# Royal Basmati rice costco



## Bfriedman1017 (Aug 27, 2012)

So I got a 20 pound bag of basmati rice, and its white! How much more would I benefit if I switch to brown whole grain rice? Im thinking I might have to throw the bag out  

But on the plus side with the basmati it has less calories and 0 fat 0 sodium compared to 1.5 fat.

Let me hear some opinions.


----------



## ashoprep1 (Aug 27, 2012)

i eat brown only. and not very much at that.


----------



## NVRBDR (Aug 27, 2012)

I eat both, I prefer the taste of Jasmin rice over brown rice hands down, so I eat more Jasmin than brown. But brown _is _healthier than the white, look the nutrients and benefits up for specifics, but If it were me, I certainly wouldn't throw it away, brown rice has a peculiar taste and takes getting used to imo.
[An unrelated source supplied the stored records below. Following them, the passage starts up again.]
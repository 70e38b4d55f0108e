//! Housekeeping queries used by the periodic maintenance sweep.

use newsdigest_core::Sentiment;
use serde::Serialize;
use sqlx::SqlitePool;

use crate::articles::{ArticleRow, ARTICLE_COLUMNS};
use crate::DbError;

/// Row counts that fail integrity checks. Nothing is modified.
#[derive(Debug, Clone, Copy, Default, PartialEq, Eq, Serialize)]
pub struct IntegrityCounts {
    pub empty_title: i64,
    pub empty_content: i64,
    pub empty_url: i64,
    /// Rows whose url does not start with `http`.
    pub invalid_url: i64,
}

impl IntegrityCounts {
    #[must_use]
    pub fn total(&self) -> i64 {
        self.empty_title + self.empty_content + self.empty_url + self.invalid_url
    }
}

/// Delete all but the newest row for every URL.
///
/// "Newest" is the latest `created_at`; ties keep the highest id.
/// Returns the number of rows deleted.
///
/// # Errors
///
/// Returns [`DbError::Sqlx`] if the delete fails.
pub async fn remove_duplicate_urls(pool: &SqlitePool) -> Result<u64, DbError> {
    let result = sqlx::query(
        "DELETE FROM articles WHERE id IN ( \
             SELECT id FROM ( \
                 SELECT id, ROW_NUMBER() OVER ( \
                     PARTITION BY url ORDER BY created_at DESC, id DESC \
                 ) AS rn \
                 FROM articles \
             ) WHERE rn > 1 \
         )",
    )
    .execute(pool)
    .await?;

    Ok(result.rows_affected())
}

/// Rows with no summary and an id above `after_id`, in id order.
///
/// Callers page through the table by passing the last id they saw, so rows
/// that keep failing never hide the ones behind them.
///
/// # Errors
///
/// Returns [`DbError::Sqlx`] if the query fails.
pub async fn list_articles_missing_summary(
    pool: &SqlitePool,
    after_id: i64,
    limit: i64,
) -> Result<Vec<ArticleRow>, DbError> {
    let rows = sqlx::query_as::<_, ArticleRow>(&format!(
        "SELECT {ARTICLE_COLUMNS} FROM articles \
         WHERE id > ? AND (summary IS NULL OR TRIM(summary) = '') \
         ORDER BY id \
         LIMIT ?"
    ))
    .bind(after_id)
    .bind(limit)
    .fetch_all(pool)
    .await?;
    Ok(rows)
}

/// Rows with no sentiment label, or a null or zero score, and an id above
/// `after_id`, in id order.
///
/// # Errors
///
/// Returns [`DbError::Sqlx`] if the query fails.
pub async fn list_articles_missing_sentiment(
    pool: &SqlitePool,
    after_id: i64,
    limit: i64,
) -> Result<Vec<ArticleRow>, DbError> {
    let rows = sqlx::query_as::<_, ArticleRow>(&format!(
        "SELECT {ARTICLE_COLUMNS} FROM articles \
         WHERE id > ? \
           AND (sentiment IS NULL OR sentiment_score IS NULL OR sentiment_score = 0) \
         ORDER BY id \
         LIMIT ?"
    ))
    .bind(after_id)
    .bind(limit)
    .fetch_all(pool)
    .await?;
    Ok(rows)
}

/// # Errors
///
/// Returns [`DbError::NotFound`] if the row does not exist, or
/// [`DbError::Sqlx`] on query failure.
pub async fn update_article_summary(
    pool: &SqlitePool,
    id: i64,
    summary: &str,
) -> Result<(), DbError> {
    let result = sqlx::query("UPDATE articles SET summary = ? WHERE id = ?")
        .bind(summary)
        .bind(id)
        .execute(pool)
        .await?;
    if result.rows_affected() == 0 {
        return Err(DbError::NotFound);
    }
    Ok(())
}

/// # Errors
///
/// Returns [`DbError::NotFound`] if the row does not exist, or
/// [`DbError::Sqlx`] on query failure.
pub async fn update_article_sentiment(
    pool: &SqlitePool,
    id: i64,
    sentiment: Sentiment,
) -> Result<(), DbError> {
    let result =
        sqlx::query("UPDATE articles SET sentiment = ?, sentiment_score = ? WHERE id = ?")
            .bind(sentiment.label.as_str())
            .bind(sentiment.score)
            .bind(id)
            .execute(pool)
            .await?;
    if result.rows_affected() == 0 {
        return Err(DbError::NotFound);
    }
    Ok(())
}

/// Count rows with empty required fields or a non-http url.
///
/// # Errors
///
/// Returns [`DbError::Sqlx`] if the query fails.
pub async fn count_integrity_issues(pool: &SqlitePool) -> Result<IntegrityCounts, DbError> {
    let (empty_title, empty_content, empty_url, invalid_url): (i64, i64, i64, i64) =
        sqlx::query_as(
            "SELECT \
                 COALESCE(SUM(CASE WHEN TRIM(title) = '' THEN 1 ELSE 0 END), 0), \
                 COALESCE(SUM(CASE WHEN TRIM(content) = '' THEN 1 ELSE 0 END), 0), \
                 COALESCE(SUM(CASE WHEN TRIM(url) = '' THEN 1 ELSE 0 END), 0), \
                 COALESCE(SUM(CASE WHEN url NOT LIKE 'http%' THEN 1 ELSE 0 END), 0) \
             FROM articles",
        )
        .fetch_one(pool)
        .await?;

    Ok(IntegrityCounts {
        empty_title,
        empty_content,
        empty_url,
        invalid_url,
    })
}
I switch back and forth for variety...


----------



## flynike (Aug 27, 2012)

Umm this is the "journals log" area.. might need to move this to the Nutrition/Diet section


----------



## Pylon (Aug 27, 2012)

Yeah, I was thinking it's a weird journal name, but whatever...


----------



## AMA Rider (Aug 29, 2012)

I can't tell the difference in taste really ? Brown has more Niacin for sure. Whenever I 'm jonesen for carbs - break out the rice, so its every day (LOL). Don't throw it away. Oh, and mix olive oil in it.


----------



## Bfriedman1017 (Aug 29, 2012)

ya i thought I put it under diet. Then I went to look for it and couldn't find it and reposted there. But I got a email notifying me I got replies to this one lol.


----------